Reproductive physiologist Andrea Cupp and colleagues in the Department of Animal Science are deepening the understanding of bovine reproductive biology by using advanced genetic analysis, culture of reproductive tissue and other tools.
That basic research can have significant applicability in understanding human infertility challenges, due to the many general parallels in the reproductive biology of cows and women, said Cupp, the Irvin T. and Wanda R. Omtvedt Professor of Animal Science.
“Cows ovulate one egg every reproductive cycle,” Cupp said. “The gestational length — the time of incubation of a fetus — is similar: nine months. Cows have a similar reproductive cycle, similar endocrine hormones, and the size of the ovary is similar. It’s directly applicable to female human conditions.”
Livestock face significant problems with infertility, Cupp said. An example is anovulation, the lack of release or the irregular release of an egg from the ovary during the reproductive cycle.
“Cows have a lot of problems with anovulation, as do a lot of other species, including humans,” said Cupp, who earned her master’s and doctoral degrees from Nebraska.
Cupp and her colleagues have found an additional parallel: A significant percentage of cows studied by the Husker scientists have symptoms similar to those experienced by women with polycystic ovary syndrome (PCOS), one of the most common infertility conditions in the United States. PCOS affects between 6% and 11% of American women of reproductive age.
Irregular reproductive cycles are one of three central symptoms associated with PCOS. A second factor is an excess of androgen hormones. The third factor: The ovary’s follicles, each containing an immature egg, fail to develop, in a condition called “follicular arrest.”
Cupp found that the herd in her study stood out for the strikingly high levels of androgen among many of the cows, similar to the condition of women with PCOS. She also found that a significant percentage of heifers reached puberty prematurely, while a notable percentage developed quite late. Those are also common conditions for many women with PCOS.
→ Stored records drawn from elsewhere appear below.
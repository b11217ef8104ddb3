//! HTTP client for the provider's `POST /search` endpoint.

use std::time::Duration;

use reqwest::Client;

use redpulse_core::TimeWindow;

use crate::error::ScrapeError;
use crate::retry::retry_with_backoff;
use crate::types::{RawPost, SearchRequest};

/// Hard cap on `max_posts` accepted by the provider.
pub const MAX_POSTS_CAP: u32 = 50;

/// Client for the external scraping provider.
///
/// One provider request covers one keyword. The provider paces itself
/// upstream, so the per-request timeout is long (reference value 180 s).
/// Transient errors are retried with exponential backoff up to
/// `max_attempts` total attempts.
pub struct ProviderClient {
    client: Client,
    base_url: String,
    /// Total attempts per fetch, including the first.
    max_attempts: u32,
    /// Base delay in milliseconds for exponential backoff between attempts.
    backoff_base_ms: u64,
}

impl ProviderClient {
    /// Creates a `ProviderClient` with the configured timeout and retry policy.
    ///
    /// # Errors
    ///
    /// Returns [`ScrapeError::Http`] if the underlying `reqwest::Client`
    /// cannot be constructed.
    pub fn new(
        base_url: &str,
        timeout_secs: u64,
        max_attempts: u32,
        backoff_base_ms: u64,
    ) -> Result<Self, ScrapeError> {
        let client = Client::builder()
            .timeout(Duration::from_secs(timeout_secs))
            .connect_timeout(Duration::from_secs(10))
            .build()?;
        Ok(Self {
            client,
            base_url: base_url.trim_end_matches('/').to_owned(),
            max_attempts,
            backoff_base_ms,
        })
    }

    /// Fetches up to `max_posts` posts for `keyword` within `window`, with
    /// automatic retry on transient errors.
    ///
    /// `max_posts` is capped at [`MAX_POSTS_CAP`] before hitting the wire.
    ///
    /// # Errors
    ///
    /// - [`ScrapeError::Exhausted`]: transient errors on every attempt.
    /// - [`ScrapeError::UnexpectedStatus`]: 4xx response (not retried).
    /// - [`ScrapeError::Api`]: the provider returned `{"detail": ...}`.
    /// - [`ScrapeError::InvalidResponse`] / [`ScrapeError::Deserialize`]:
    ///   body was not the expected JSON array of posts.
    pub async fn fetch_posts(
        &self,
        keyword: &str,
        max_posts: u32,
        window: TimeWindow,
    ) -> Result<Vec<RawPost>, ScrapeError> {
        let url = format!("{}/search", self.base_url);
        retry_with_backoff(keyword, self.max_attempts, self.backoff_base_ms, || {
            let url = url.clone();
            async move { self.fetch_once(&url, keyword, max_posts, window).await }
        })
        .await
    }

    async fn fetch_once(
        &self,
        url: &str,
        keyword: &str,
        max_posts: u32,
        window: TimeWindow,
    ) -> Result<Vec<RawPost>, ScrapeError> {
        let body = SearchRequest {
            keyword,
            max_posts: max_posts.min(MAX_POSTS_CAP),
            sort_type: "general",
            note_time: window.code(),
        };

        let response = self.client.post(url).json(&body).send().await?;
        let status = response.status();
        if !status.is_success() {
            return Err(ScrapeError::UnexpectedStatus {
                status: status.as_u16(),
                url: url.to_owned(),
            });
        }

        let text = response.text().await?;
        let value: serde_json::Value =
            serde_json::from_str(&text).map_err(|source| ScrapeError::Deserialize {
                context: format!("search response for {keyword}"),
                source,
            })?;

        // The provider signals internal errors as `{"detail": ...}` with 200.
        if let Some(detail) = value.get("detail") {
            let detail = detail
                .as_str()
                .map_or_else(|| detail.to_string(), str::to_owned);
            return Err(ScrapeError::Api(detail));
        }

        if !value.is_array() {
            return Err(ScrapeError::InvalidResponse {
                received: json_type_name(&value),
            });
        }

        let posts: Vec<RawPost> =
            serde_json::from_value(value).map_err(|source| ScrapeError::Deserialize {
                context: format!("post array for {keyword}"),
                source,
            })?;

        tracing::debug!(keyword, count = posts.len(), "provider returned posts");
        Ok(posts)
    }
}

fn json_type_name(value: &serde_json::Value) -> &'static str {
    match value {
        serde_json::Value::Null => "null",
        serde_json::Value::Bool(_) => "bool",
        serde_json::Value::Number(_) => "number",
        serde_json::Value::String(_) => "string",
        serde_json::Value::Array(_) => "array",
        serde_json::Value::Object(_) => "object",
    }
}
The findings marked the cows as a good model for infertility research in women. Her Husker colleagues, Cupp said, are contributing in major ways to the range of this study.
Jennifer Wood, professor in molecular and cellular reproductive biology, studied PCOS as a postdoctoral fellow and has been a major collaborator on the project. Bob Cushman, a research physiologist at the U.S. Meat Animal Research Center in Clay Center, Nebraska, has been helpful in developing techniques to obtain ovarian tissue for study. To help with understanding the genetic impact, several scientists have contributed: Jessica Peterson, associate professor in animal functional genomics; Matt Spangler, professor and beef genetics specialist; and Melanie Hess, quantitative geneticist and research assistant professor.
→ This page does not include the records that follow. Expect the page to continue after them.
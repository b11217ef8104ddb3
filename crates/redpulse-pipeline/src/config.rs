//! Pipeline tuning knobs.

use rand::Rng;

use redpulse_core::TimeWindow;
use redpulse_scraper::FallbackMix;

/// Inclusive jitter bounds in milliseconds for a pacing delay.
///
/// Tests set both bounds to zero so runs complete instantly.
#[derive(Debug, Clone, Copy, PartialEq, Eq)]
pub struct DelayRange {
    pub min_ms: u64,
    pub max_ms: u64,
}

impl DelayRange {
    pub const ZERO: DelayRange = DelayRange { min_ms: 0, max_ms: 0 };

    pub(crate) fn sample(self, rng: &mut impl Rng) -> u64 {
        if self.max_ms <= self.min_ms {
            self.min_ms
        } else {
            rng.random_range(self.min_ms..=self.max_ms)
        }
    }
}

/// Configuration for a collection run.
#[derive(Debug, Clone, Copy)]
pub struct PipelineConfig {
    /// Posts requested per keyword, 1..=50.
    pub max_posts_per_keyword: u32,
    pub time_window: TimeWindow,
    /// Jitter before every keyword except the first of the session.
    pub keyword_delay: DelayRange,
    /// Extra jitter after a keyword that yielded more than one post.
    pub post_delay: DelayRange,
    /// Checkpoints older than this are abandoned instead of resumed.
    pub session_window_secs: i64,
    /// Posts per concurrent write batch.
    pub batch_size: usize,
    /// Total attempts per post write, including the first.
    pub write_max_attempts: u32,
    /// Linear backoff base for post-write retries (`base × attempt`).
    pub write_retry_base_ms: u64,
    /// Substitute synthetic posts when a keyword's fetch fails.
    pub fallback_enabled: bool,
    pub fallback_mix: FallbackMix,
}

impl Default for PipelineConfig {
    fn default() -> Self {
        PipelineConfig {
            max_posts_per_keyword: 20,
            time_window: TimeWindow::default(),
            keyword_delay: DelayRange {
                min_ms: 10_000,
                max_ms: 25_000,
            },
            post_delay: DelayRange {
                min_ms: 2_000,
                max_ms: 5_000,
            },
            session_window_secs: 3_600,
            batch_size: 10,
            write_max_attempts: 3,
            write_retry_base_ms: 1_000,
            fallback_enabled: true,
            fallback_mix: FallbackMix::default(),
        }
    }
}

impl PipelineConfig {
    /// Defaults with all pacing delays and write backoff zeroed, for tests.
    #[must_use]
    pub fn instant() -> Self {
        PipelineConfig {
            keyword_delay: DelayRange::ZERO,
            post_delay: DelayRange::ZERO,
            write_retry_base_ms: 0,
            ..PipelineConfig::default()
        }
    }
}

#[cfg(test)]
mod tests {
    use rand::rngs::StdRng;
    use rand::SeedableRng;

    use super::*;

    #[test]
    fn sample_stays_within_bounds() {
        let range = DelayRange {
            min_ms: 10,
            max_ms: 20,
        };
        let mut rng = StdRng::seed_from_u64(1);
        for _ in 0..100 {
            let v = range.sample(&mut rng);
            assert!((10..=20).contains(&v), "sampled {v}");
        }
    }

    #[test]
    fn degenerate_range_returns_min() {
        let mut rng = StdRng::seed_from_u64(1);
        assert_eq!(DelayRange::ZERO.sample(&mut rng), 0);
        let inverted = DelayRange {
            min_ms: 50,
            max_ms: 10,
        };
        assert_eq!(inverted.sample(&mut rng), 50);
    }
}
Recently, Ligia Prezotto, a neuroendocrinologist and research assistant professor, has joined the team to study how a mother’s exposure to increased hormones during pregnancy may wire the brain differently in the fetus and contribute to PCOS-like symptoms.
Scientific research to address female health, including fertility, has long faced major obstacles because the study of disorders and many biological systems has traditionally used male animal models instead of female ones.
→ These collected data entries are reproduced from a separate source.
//! Daily report aggregation.

use std::cmp::Ordering;
use std::collections::BTreeMap;

use chrono::NaiveDate;

use redpulse_core::{DailyReport, KeywordSummary, Post};

use crate::error::PipelineError;
use crate::traits::ReportStore;

/// Posts at or above this score count as positive in the rollup.
const REPORT_POSITIVE_THRESHOLD: f64 = 0.6;
/// Posts below this score count as negative in the rollup.
const REPORT_NEGATIVE_THRESHOLD: f64 = 0.4;
/// Lowest-scoring posts surfaced per report.
const TOP_NEGATIVE_LIMIT: usize = 10;

/// Builds (or returns) the daily report for `date`.
///
/// Idempotent: an existing report is returned as-is without recomputation.
/// Returns `Ok(None)` when no posts fall within the day.
///
/// # Errors
///
/// Returns [`PipelineError::Storage`] if any store operation fails.
pub async fn build_daily_report(
    store: &dyn ReportStore,
    date: NaiveDate,
) -> Result<Option<DailyReport>, PipelineError> {
    if let Some(existing) = store
        .report_for_date(date)
        .await
        .map_err(PipelineError::Storage)?
    {
        tracing::debug!(%date, "daily report already exists, skipping rebuild");
        return Ok(Some(existing));
    }

    let posts = store
        .posts_for_day(date)
        .await
        .map_err(PipelineError::Storage)?;
    if posts.is_empty() {
        tracing::info!(%date, "no posts for day, skipping report");
        return Ok(None);
    }

    let report = aggregate_report(date, &posts);
    store
        .save_report(&report)
        .await
        .map_err(PipelineError::Storage)?;
    tracing::info!(
        %date,
        total_posts = report.total_posts,
        negative = report.negative_count,
        "daily report generated"
    );
    Ok(Some(report))
}

fn aggregate_report(date: NaiveDate, posts: &[Post]) -> DailyReport {
    let mut positive = 0i64;
    let mut negative = 0i64;
    let mut score_sum = 0.0f64;
    // BTreeMap keeps keyword summaries in a stable order.
    let mut by_keyword: BTreeMap<&str, (i64, i64, i64, f64)> = BTreeMap::new();

    for post in posts {
        score_sum += post.sentiment_score;
        let is_positive = post.sentiment_score >= REPORT_POSITIVE_THRESHOLD;
        let is_negative = post.sentiment_score < REPORT_NEGATIVE_THRESHOLD;
        if is_positive {
            positive += 1;
        } else if is_negative {
            negative += 1;
        }

        let entry = by_keyword.entry(&post.keyword).or_default();
        entry.0 += 1;
        entry.1 += i64::from(is_positive);
        entry.2 += i64::from(is_negative);
        entry.3 += post.sentiment_score;
    }

    let total = i64::try_from(posts.len()).unwrap_or(i64::MAX);
    #[allow(clippy::cast_precision_loss)]
    let avg_sentiment = score_sum / posts.len() as f64;

    let keyword_summary = by_keyword
        .into_iter()
        .map(|(keyword, (count, pos, neg, sum))| {
            #[allow(clippy::cast_precision_loss)]
            let avg = sum / count as f64;
            KeywordSummary {
                keyword: keyword.to_owned(),
                total_posts: count,
                positive_count: pos,
                negative_count: neg,
                avg_sentiment: avg,
            }
        })
        .collect();

    let mut sorted: Vec<&Post> = posts.iter().collect();
    sorted.sort_by(|a, b| {
        a.sentiment_score
            .partial_cmp(&b.sentiment_score)
            .unwrap_or(Ordering::Equal)
    });
    let top_negative_posts = sorted
        .into_iter()
        .take(TOP_NEGATIVE_LIMIT)
        .cloned()
        .collect();

    DailyReport {
        report_date: date,
        total_posts: total,
        positive_count: positive,
        neutral_count: total - positive - negative,
        negative_count: negative,
        avg_sentiment,
        keyword_summary,
        top_negative_posts,
    }
}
It is more difficult to study female physiological processes because of the complications created by the female reproductive cycle. Yet, those hormonal differences during the menstrual cycle in women and reproductive cycle in female livestock are critical to their health and response to disease, warranting detailed scientific understanding.
Women “are very understudied as a gender, whether humans or animal models” when it comes to research, Cupp said.
Cupp’s research focuses in particular on factors with the potential to restore proper blood vessel formation in ovaries, which can promote healthy development of ovarian follicles that contain the egg. A key focus is vascular endothelial growth factor, a protein that guides cellular signals for a variety of important blood vessel actions.
Her graduate students have used the growth factor to treat pieces of bovine ovaries, to see if the protein can promote healthy follicle development. Through that innovative lab approach, “we basically rescued those follicles and those ovary pieces from our high-androgen cows,” she said.
“We’re genotyping the herd,” Cupp said, “and sequencing their DNA to see if we can figure out what is contributing to the genetic variation in the herd, and we hope to tie that back to their pubertal or reproductive characteristics.”
Cupp pointed to important mentoring and support she has received from John Davis, professor and director of the Nebraska Center for Women’s Health Research at the University of Nebraska Medical Center.
PCOS has long been difficult to fully understand medically because it’s affected by a wide range of factors, including genetics and environment. Ultimately, Cupp said, researchers will need to look comprehensibly at findings for the breadth of populations studied, animal and human.
A key guidepost, she said, is for researchers to avoid rigid assumptions.
“As scientists, we have to observe things, we have keep our minds open,” she said. “We have to follow what the data is telling us.”